This week, cardiologists are attending the Transcatheter Cardiovascular Therapeutics (TCT) meeting. And an online news organization covering the sessions, MedPage, reports interventional cardiologists are trying to sort out conflicting claims about stents. Peer-reviewed journals and regulatory agencies have been posting reports of significantly higher complication rates for the devices.

Now the website says: “Stent makers Boston Scientific and [Johnson & Johnson unit] Cordis Corporation opened their clinical trial databases to so-called independent analyses, which found no increase in death or acute myocardial infarction for the stents, but did confirm a small late stent thrombosis risk.”

The two medical device companies have given their trial data to ostensibly neutral physicians with no known conflicts of interest. One of the issues is simply defining stent thrombosis. With new definitions, it seems, reports of the complication vanish. The device companies appear to want to preempt criticism at an upcoming FDA session on the topic in December. Beyond that, usage of drug-coated stents has fallen dramatically in the wake of safety concerns that the manufacturers are scrambling to address.
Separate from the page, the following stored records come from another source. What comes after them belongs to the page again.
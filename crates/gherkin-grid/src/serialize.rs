//! Rendering grids back into pipe-delimited table text.
//!
//! Output is padded with a single space on each side of every cell and is
//! not column-aligned; aligning widths is left to the host formatter.

use crate::{LineEnding, TableLayout};

/// Render `grid` as one `| cell | cell |` line per row.
///
/// # Examples
/// ```
/// use gherkin_grid::{Grid, serialize};
/// let grid: Grid = [["a", ""], ["bb", "c"]].into_iter().collect();
/// assert_eq!(serialize(&grid), "| a |  |\n| bb | c |\n");
/// ```
#[must_use]
pub fn serialize(grid: &crate::Grid) -> String {
    serialize_indented(grid, "")
}

/// Render `grid` like [`serialize`], prefixing every line with `indent`.
#[must_use]
pub fn serialize_indented(grid: &crate::Grid, indent: &str) -> String {
    let mut out = String::new();
    for row in grid.rows() {
        push_row(&mut out, row, indent, LineEnding::Lf);
    }
    out
}

/// Render `grid` in place of `table`, keeping its indent and line ending.
///
/// Comment and blank lines found between the rows of `table` are written
/// back above the row index they preceded; those beyond the last row follow
/// the table.
pub(crate) fn render_table(grid: &crate::Grid, table: &TableLayout) -> String {
    let mut out = String::new();
    let mut interludes = table.interludes.iter().peekable();
    for (y, row) in grid.rows().iter().enumerate() {
        while let Some(interlude) = interludes.next_if(|interlude| interlude.after_rows <= y) {
            out.push_str(&interlude.text);
        }
        push_row(&mut out, row, table.indent(), table.line_ending());
    }
    for interlude in interludes {
        out.push_str(&interlude.text);
    }
    out
}

fn push_row(out: &mut String, row: &[String], indent: &str, ending: LineEnding) {
    out.push_str(indent);
    out.push('|');
    for cell in row {
        out.push(' ');
        out.push_str(cell);
        out.push_str(" |");
    }
    out.push_str(ending.as_str());
}
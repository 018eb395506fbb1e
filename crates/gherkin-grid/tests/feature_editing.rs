//! Editing step tables inside complete feature files.

use std::io::Write;

use gherkin_grid::{
    Direction, EditOutcome, FeatureDocument, GridError, copy_selection, insert_column_at,
    load_feature_file, paste_at, shift_at,
};
use rstest::{fixture, rstest};

const FEATURE: &str = concat!(
    "Feature: Stock\n",
    "\n",
    "  Scenario: Restocking\n",
    "    Given the shelf holds\n",
    "      | fruit | count |\n",
    "      | apple | 2     |\n",
    "    When the order arrives\n",
    "      | fruit | count |\n",
    "      | pear  | 5     |\n",
    "    Then the shelf is full\n",
);

#[fixture]
fn document() -> FeatureDocument {
    FeatureDocument::parse(FEATURE).unwrap_or_else(|err| panic!("feature should parse: {err}"))
}

fn offset(document: &FeatureDocument, line: usize, column: usize) -> usize {
    document
        .offset_at(line, column)
        .unwrap_or_else(|err| panic!("position {line}:{column}: {err}"))
}

fn apply(document: &FeatureDocument, outcome: &EditOutcome) -> FeatureDocument {
    let text = outcome
        .edit
        .apply(document.text())
        .unwrap_or_else(|err| panic!("edit should apply: {err}"));
    FeatureDocument::parse(text).unwrap_or_else(|err| panic!("edited feature should parse: {err}"))
}

#[rstest]
fn every_step_table_is_found(document: FeatureDocument) {
    assert_eq!(document.tables().len(), 2);
}

#[rstest]
fn edits_touch_only_the_table_under_the_caret(document: FeatureDocument) {
    let outcome = shift_at(&document, offset(&document, 8, 9), Direction::Right)
        .unwrap_or_else(|err| panic!("shift should succeed: {err}"));
    let edited = apply(&document, &outcome);

    let expected = FEATURE.replace(
        "      | fruit | count |\n      | pear  | 5     |\n",
        "      | count | fruit |\n      | 5 | pear |\n",
    );
    assert_eq!(edited.text(), expected);
    assert_eq!(edited.position_of(outcome.caret), (8, 17));
}

#[rstest]
fn copied_cells_paste_into_another_table(document: FeatureDocument) {
    let ranges = document
        .block_ranges(6..=6, 9..=17)
        .unwrap_or_else(|err| panic!("block should resolve: {err}"));
    let copied = copy_selection(&document, &ranges)
        .unwrap_or_else(|err| panic!("copy should succeed: {err}"));
    assert_eq!(copied, "apple\t2");

    let outcome = paste_at(&document, offset(&document, 9, 9), &copied)
        .unwrap_or_else(|err| panic!("paste should succeed: {err}"));
    let edited = apply(&document, &outcome);
    assert!(edited.text().contains("      | fruit | count |\n      | apple | 2 |\n    Then"));
}

#[rstest]
fn operations_are_declined_away_from_tables(document: FeatureDocument) {
    let on_step = offset(&document, 4, 5);
    assert!(matches!(
        insert_column_at(&document, on_step),
        Err(GridError::NoTableAt(_))
    ));
    assert!(matches!(
        shift_at(&document, offset(&document, 1, 1), Direction::Down),
        Err(GridError::NoTableAt(_))
    ));
}

#[test]
fn edits_a_feature_loaded_from_disk() {
    let mut file = tempfile::Builder::new()
        .suffix(".feature")
        .tempfile()
        .unwrap_or_else(|err| panic!("temp file: {err}"));
    file.write_all(FEATURE.as_bytes())
        .unwrap_or_else(|err| panic!("write feature: {err}"));

    let document =
        load_feature_file(file.path()).unwrap_or_else(|err| panic!("feature should load: {err}"));
    let outcome = insert_column_at(&document, offset(&document, 5, 7))
        .unwrap_or_else(|err| panic!("insert should succeed: {err}"));
    let edited = apply(&document, &outcome);
    assert!(edited.text().contains("      |  | fruit | count |\n      |  | apple | 2 |\n"));
    assert_eq!(edited.tables().len(), 2);
}
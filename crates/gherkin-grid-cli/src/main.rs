//! Spreadsheet-style editing of Gherkin data tables from the command line.

use std::io;

use clap::Parser;
use tracing::debug;

use gherkin_grid_cli::cli::Cli;
use gherkin_grid_cli::commands::run;
use gherkin_grid_cli::config::CliConfig;
use gherkin_grid_cli::error::CliError;
use gherkin_grid_cli::logging::init_logging;

fn main() {
    let cli = Cli::parse();

    let config = match build_config(&cli) {
        Ok(config) => config,
        Err(e) => {
            let fallback = CliConfig::default();
            init_logging(&fallback);
            tracing::error!(error = %e, "invalid configuration");
            std::process::exit(2);
        }
    };
    init_logging(&config);
    debug!(version = env!("CARGO_PKG_VERSION"), command = ?cli.command, "starting gherkin-grid");

    let mut stdin = io::stdin().lock();
    let mut stdout = io::stdout().lock();
    if let Err(e) = run(&cli, &config, &mut stdin, &mut stdout) {
        let message = format!("{e:#}");
        tracing::error!(error = %message, "operation failed");
        std::process::exit(1);
    }
}

fn build_config(cli: &Cli) -> Result<CliConfig, CliError> {
    let config = CliConfig::from_env()?;
    Ok(config.apply_overrides(cli.log_level, cli.report))
}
For the industry as a whole, the development is fascinating. How much clinical trial data can be shared? When? To which experts? Generic concepts of corporate data transparency are filtering through to the pharmaceutical and medical device industries. The legacy of ClinicalTrials.gov, New York Attorney General Eliot Spitzer and the Vioxx saga, for better or worse, is that companies can be forced to provide safety data during litigation or the threat of litigation. The strategy at Boston Scientific and JNJ now seems to be to share some trial data selectively with opinion leaders. The goal may not be to nudge the regulatory process or peer-reviewed publication in a particular direction. It may simply be to prevent any company’s critics in academia from having a “gotcha” moment in a courtroom later.